来源:llm/dbrx
Databricks DBRX:最先进的开源大语言模型#
DBRX 是由 Databricks 创建的一个开源的通用大语言模型。它采用专家混合 (MoE) 架构,总参数量为 132B,其中任意输入激活的参数为 36B。
在本教程中,您将通过一个命令在您自己的基础设施(现有 Kubernetes 集群或云虚拟机)上部署 databricks/dbrx-instruct
模型服务。
前提条件#
前往 HuggingFace 模型页面 并请求访问模型
databricks/dbrx-instruct
。检查您是否已安装 SkyPilot (文档)。
检查
sky check
命令是否显示云或 Kubernetes 已启用。
SkyPilot YAML#
点击查看完整的教程 YAML
envs:
MODEL_NAME: databricks/dbrx-instruct
HF_TOKEN: # TODO: Fill with your own huggingface token, or use --env to pass.
service:
replicas: 2
# An actual request for readiness probe.
readiness_probe:
path: /v1/chat/completions
post_data:
model: $MODEL_NAME
messages:
- role: user
content: Hello!
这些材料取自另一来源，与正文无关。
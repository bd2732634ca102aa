use std::sync::{Arc, Weak};

use crate::{
  demand::Demand,
  publisher::Publisher,
  subscriber::{Completion, Subscriber},
  subscription::{BoxedSubscription, Emitter, Subscription, UpstreamSlot},
};

/// Gathers every upstream value and emits them as one `Vec` once the source
/// finishes. An empty source yields an empty `Vec`; a failure discards what
/// was gathered.
///
/// The upstream is asked for everything up front. The single output value
/// still waits for downstream demand.
pub struct CollectOp<S> {
  pub(crate) source: S,
}

impl<S: Clone> Clone for CollectOp<S> {
  fn clone(&self) -> Self { CollectOp { source: self.source.clone() } }
}

impl<S> Publisher for CollectOp<S>
where
  S: Publisher,
  S::Item: Send + 'static,
  S::Err: Send + 'static,
{
  type Item = Vec<S::Item>;
  type Err = S::Err;

  fn subscribe<O>(&self, subscriber: O)
  where
    O: Subscriber<Vec<S::Item>, S::Err> + 'static,
  {
    let emitter = Arc::new(Emitter::new(subscriber));
    let upstream = Arc::new(UpstreamSlot::new());
    emitter.start(Arc::new(CollectSubscription {
      emitter: Arc::downgrade(&emitter),
      upstream: upstream.clone(),
    }));
    if upstream.is_closed() {
      return;
    }
    self.source.subscribe(Collector { values: vec![], emitter, upstream })
  }
}

struct CollectSubscription<Item, Err> {
  emitter: Weak<Emitter<Vec<Item>, Err>>,
  upstream: Arc<UpstreamSlot>,
}

impl<Item: Send, Err: Send> Subscription for CollectSubscription<Item, Err> {
  fn request(&self, demand: Demand) {
    if let Some(emitter) = self.emitter.upgrade() {
      emitter.request(demand);
    }
  }

  fn cancel(&self) {
    if let Some(emitter) = self.emitter.upgrade() {
      emitter.close();
    }
    self.upstream.cancel();
  }
}

struct Collector<Item, Err> {
  values: Vec<Item>,
  emitter: Arc<Emitter<Vec<Item>, Err>>,
  upstream: Arc<UpstreamSlot>,
}

impl<Item: Send, Err: Send> Subscriber<Item, Err> for Collector<Item, Err> {
  fn receive_subscription(&mut self, subscription: BoxedSubscription) {
    if self.upstream.set(subscription.clone()) {
      subscription.request(Demand::Unlimited);
    }
  }

  fn receive(&mut self, value: Item) -> Demand {
    self.values.push(value);
    Demand::NONE
  }

  fn receive_completion(&mut self, completion: Completion<Err>) {
    self.upstream.release();
    if let Completion::Finished = completion {
      self.emitter.push(std::mem::take(&mut self.values));
    }
    self.emitter.finish(completion);
  }
}
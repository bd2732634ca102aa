use std::sync::Arc;

use crate::{publisher::Publisher, scheduler::Scheduler, subscriber::Subscriber};

/// Performs the upstream subscription, and with it whatever work the
/// upstream does on subscribe, as a task on a scheduler.
pub struct SubscribeOnOp<S, Sch> {
  pub(crate) source: Arc<S>,
  pub(crate) scheduler: Sch,
}

impl<S, Sch: Clone> Clone for SubscribeOnOp<S, Sch> {
  fn clone(&self) -> Self {
    SubscribeOnOp { source: self.source.clone(), scheduler: self.scheduler.clone() }
  }
}

impl<S, Sch> Publisher for SubscribeOnOp<S, Sch>
where
  S: Publisher + Send + Sync + 'static,
  Sch: Scheduler,
{
  type Item = S::Item;
  type Err = S::Err;

  fn subscribe<O>(&self, subscriber: O)
  where
    O: Subscriber<S::Item, S::Err> + 'static,
  {
    let source = self.source.clone();
    tracing::trace!("scheduling upstream subscription");
    self.scheduler.schedule(Box::new(move || source.subscribe(subscriber)), None);
  }
}

#[cfg(test)]
mod test {
  use crate::{prelude::*, test_util::Recorder};

  #[test]
  fn subscription_waits_for_the_scheduler() {
    let scheduler = TestScheduler::new();
    let rec = Recorder::<i32, ()>::new(Demand::Unlimited);
    Sequence::new(1..4).subscribe_on(scheduler.clone()).subscribe(rec.clone());
    assert_eq!(rec.subscriptions(), 0);

    scheduler.flush();
    assert_eq!(rec.values(), vec![1, 2, 3]);
    assert_eq!(rec.completion(), Some(Completion::Finished));
  }

  #[cfg(feature = "futures-scheduler")]
  #[test]
  fn thread_pool() {
    use std::{
      sync::{Arc, Mutex},
      thread,
      time::Duration,
    };

    let pool = ThreadPoolScheduler::new().unwrap();
    let res = Arc::new(Mutex::new(vec![]));
    let c_res = res.clone();
    let thread = Arc::new(Mutex::new(vec![]));
    let c_thread = thread.clone();
    let _handle = from_iter(1..5).subscribe_on(pool).sink_value(move |v| {
      res.lock().unwrap().push(v);
      thread.lock().unwrap().push(thread::current().id());
    });

    thread::sleep(Duration::from_millis(50));
    assert_eq!(*c_res.lock().unwrap(), (1..5).collect::<Vec<_>>());
    assert_ne!(c_thread.lock().unwrap()[0], thread::current().id());
  }
}
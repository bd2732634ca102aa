use std::sync::{Arc, Weak};

use parking_lot::Mutex;

use super::lanes::Lanes;
use crate::{
  demand::Demand,
  error::ConfigError,
  publisher::Publisher,
  subscriber::{Completion, Subscriber},
  subscription::{BoxedSubscription, Emitter, Subscription},
};

/// Interleaves the values of two publishers as they arrive.
#[derive(Clone)]
pub struct MergeOp<A, B> {
  pub(crate) a: A,
  pub(crate) b: B,
}

impl<A, B> Publisher for MergeOp<A, B>
where
  A: Publisher,
  B: Publisher<Item = A::Item, Err = A::Err>,
  A::Item: Send + 'static,
  A::Err: Send + 'static,
{
  type Item = A::Item;
  type Err = A::Err;

  fn subscribe<O>(&self, subscriber: O)
  where
    O: Subscriber<A::Item, A::Err> + 'static,
  {
    let node = MergeNode::start(subscriber, 2);
    self.a.subscribe(MergeLane { node: node.clone(), index: 0 });
    self.b.subscribe(MergeLane { node, index: 1 });
  }
}

/// Interleaves the values of any number of publishers of one type. Built by
/// [`merge_many`].
#[derive(Clone)]
pub struct MergeMany<S> {
  sources: Vec<S>,
}

/// Merges every publisher in `sources`.
///
/// Fails with [`ConfigError::NoSources`] when `sources` is empty, since such a
/// merge could never emit nor decide when to complete.
pub fn merge_many<S>(sources: impl IntoIterator<Item = S>) -> Result<MergeMany<S>, ConfigError>
where
  S: Publisher,
{
  let sources: Vec<S> = sources.into_iter().collect();
  if sources.is_empty() {
    return Err(ConfigError::NoSources("merge_many"));
  }
  Ok(MergeMany { sources })
}

impl<S> Publisher for MergeMany<S>
where
  S: Publisher,
  S::Item: Send + 'static,
  S::Err: Send + 'static,
{
  type Item = S::Item;
  type Err = S::Err;

  fn subscribe<O>(&self, subscriber: O)
  where
    O: Subscriber<S::Item, S::Err> + 'static,
  {
    let node = MergeNode::start(subscriber, self.sources.len());
    for (index, source) in self.sources.iter().enumerate() {
      source.subscribe(MergeLane { node: node.clone(), index });
    }
  }
}

struct MergeState {
  lanes: Lanes,
  remaining: usize,
  done: bool,
}

struct MergeNode<Item, Err> {
  emitter: Emitter<Item, Err>,
  state: Mutex<MergeState>,
}

impl<Item, Err> MergeNode<Item, Err>
where
  Item: Send + 'static,
  Err: Send + 'static,
{
  fn start<O>(subscriber: O, count: usize) -> Arc<Self>
  where
    O: Subscriber<Item, Err> + 'static,
  {
    let node = Arc::new(MergeNode {
      emitter: Emitter::new(subscriber),
      state: Mutex::new(MergeState { lanes: Lanes::with_ids(0..count), remaining: count, done: false }),
    });
    let weak: Weak<Self> = Arc::downgrade(&node);
    node.emitter.set_demand_hook(Arc::new(move |_| {
      if let Some(node) = weak.upgrade() {
        node.grant();
      }
    }));
    node.emitter.start(node.clone());
    node
  }

  fn grant(&self) {
    let grants = {
      let mut state = self.state.lock();
      if state.done {
        return;
      }
      state.lanes.grant(self.emitter.outstanding())
    };
    for (upstream, demand) in grants {
      upstream.request(demand);
    }
  }
}

impl<Item, Err> Subscription for MergeNode<Item, Err>
where
  Item: Send + 'static,
  Err: Send + 'static,
{
  fn request(&self, demand: Demand) {
    self.emitter.request(demand);
    self.grant();
  }

  fn cancel(&self) {
    let upstreams = {
      let mut state = self.state.lock();
      state.done = true;
      state.lanes.take_all()
    };
    self.emitter.close();
    upstreams.iter().for_each(|s| s.cancel());
  }
}

struct MergeLane<Item, Err> {
  node: Arc<MergeNode<Item, Err>>,
  index: usize,
}

impl<Item, Err> Subscriber<Item, Err> for MergeLane<Item, Err>
where
  Item: Send + 'static,
  Err: Send + 'static,
{
  fn receive_subscription(&mut self, subscription: BoxedSubscription) {
    let accepted = {
      let mut state = self.node.state.lock();
      !state.done && state.lanes.attach(self.index, subscription.clone())
    };
    if accepted {
      self.node.grant();
    } else {
      subscription.cancel();
    }
  }

  fn receive(&mut self, value: Item) -> Demand {
    self.node.state.lock().lanes.delivered(self.index);
    self.node.emitter.push(value);
    self.node.grant();
    Demand::NONE
  }

  fn receive_completion(&mut self, completion: Completion<Err>) {
    match completion {
      Completion::Finished => {
        let all_done = {
          let mut state = self.node.state.lock();
          if state.done {
            return;
          }
          state.lanes.remove(self.index);
          state.remaining -= 1;
          state.done = state.remaining == 0;
          state.done
        };
        if all_done {
          self.node.emitter.finish(Completion::Finished);
        } else {
          self.node.grant();
        }
      }
      Completion::Failed(e) => {
        let others = {
          let mut state = self.node.state.lock();
          if state.done {
            return;
          }
          state.done = true;
          state.lanes.remove(self.index);
          state.lanes.take_all()
        };
        self.node.emitter.finish(Completion::Failed(e));
        others.iter().for_each(|s| s.cancel());
      }
    }
  }
}

#[cfg(test)]
mod test {
  use crate::{prelude::*, test_util::Recorder};

  #[test]
  fn odd_even_merge() {
    let even = PassthroughSubject::<i32, ()>::new();
    let odd = PassthroughSubject::<i32, ()>::new();
    let rec = Recorder::new(Demand::Unlimited);
    even.clone().merge(odd.clone()).subscribe(rec.clone());

    (0..10).for_each(|v| if v % 2 == 0 { even.send(v) } else { odd.send(v) });
    assert_eq!(rec.values(), (0..10).collect::<Vec<_>>());

    even.send_completion(Completion::Finished);
    assert!(rec.completion().is_none());
    odd.send_completion(Completion::Finished);
    assert_eq!(rec.completion(), Some(Completion::Finished));
  }

  #[test]
  fn sequences_keep_their_own_order() {
    let rec = Recorder::<i32, _>::new(Demand::Unlimited);
    from_iter([1, 2]).merge(from_iter([10, 20, 30])).subscribe(rec.clone());
    let values = rec.values();
    assert_eq!(values.len(), 5);
    let a: Vec<_> = values.iter().copied().filter(|v| *v < 10).collect();
    let b: Vec<_> = values.iter().copied().filter(|v| *v >= 10).collect();
    assert_eq!(a, vec![1, 2]);
    assert_eq!(b, vec![10, 20, 30]);
    assert_eq!(rec.completion(), Some(Completion::Finished));
  }

  #[test]
  fn first_failure_cancels_the_rest() {
    let a = PassthroughSubject::<i32, &str>::new();
    let b = PassthroughSubject::<i32, &str>::new();
    let rec = Recorder::new(Demand::Unlimited);
    a.clone().merge(b.clone()).subscribe(rec.clone());

    a.send(1);
    b.send(10);
    b.send_completion(Completion::Failed("b broke"));
    a.send(2);
    assert_eq!(rec.values(), vec![1, 10]);
    assert_eq!(rec.completion(), Some(Completion::Failed("b broke")));
    assert_eq!(a.subscriber_count(), 0);
  }

  #[test]
  fn bounded_demand_is_shared_across_upstreams() {
    let rec = Recorder::<i32, _>::new(Demand::max(3));
    from_iter([1, 2]).merge(from_iter([10, 20, 30])).subscribe(rec.clone());
    assert_eq!(rec.value_count(), 3);
    assert!(rec.completion().is_none());
    rec.request(Demand::max(2));
    assert_eq!(rec.value_count(), 5);
    assert_eq!(rec.completion(), Some(Completion::Finished));
  }

  #[test]
  fn merge_many_checks_configuration() {
    let none: Vec<Sequence<Vec<i32>, ()>> = vec![];
    assert_eq!(merge_many(none).err(), Some(ConfigError::NoSources("merge_many")));

    let rec = Recorder::<i32, ()>::new(Demand::Unlimited);
    let sources = (0..3).map(|i| Sequence::new(vec![i; 2]));
    merge_many(sources).unwrap().subscribe(rec.clone());
    assert_eq!(rec.value_count(), 6);
    assert_eq!(rec.completion(), Some(Completion::Finished));
  }

  #[test]
  fn cancel_reaches_every_upstream() {
    let a = PassthroughSubject::<i32, ()>::new();
    let b = PassthroughSubject::<i32, ()>::new();
    let rec = Recorder::new(Demand::Unlimited);
    a.clone().merge(b.clone()).subscribe(rec.clone());
    assert_eq!(a.subscriber_count() + b.subscriber_count(), 2);
    rec.cancel();
    assert_eq!(a.subscriber_count() + b.subscriber_count(), 0);
    a.send(1);
    assert!(rec.values().is_empty());
  }
}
What is your name?
max_tokens: 1
resources:
accelerators: {A100-80GB:8, A100-80GB:4, A100:8, A100:16}
cpus: 32+
memory: 512+
use_spot: True
disk_size: 512 # Ensure model checkpoints (~246GB) can fit.
disk_tier: best
ports: 8081 # Expose to internet traffic.
setup: |
conda activate vllm
if [ $? -ne 0 ]; then
conda create -n vllm python=3.10 -y
conda activate vllm
fi
# DBRX merged on master, 3/27/2024
pip install git+https://github.com/vllm-project/vllm.git@e24336b5a772ab3aa6ad83527b880f9e5050ea2a
pip install gradio tiktoken==0.6.0 openai
run: |
conda activate vllm
echo 'Starting vllm api server...'
# https://github.com/vllm-project/vllm/issues/3098
export PATH=$PATH:/sbin
# NOTE: --gpu-memory-utilization 0.95 needed for 4-GPU nodes.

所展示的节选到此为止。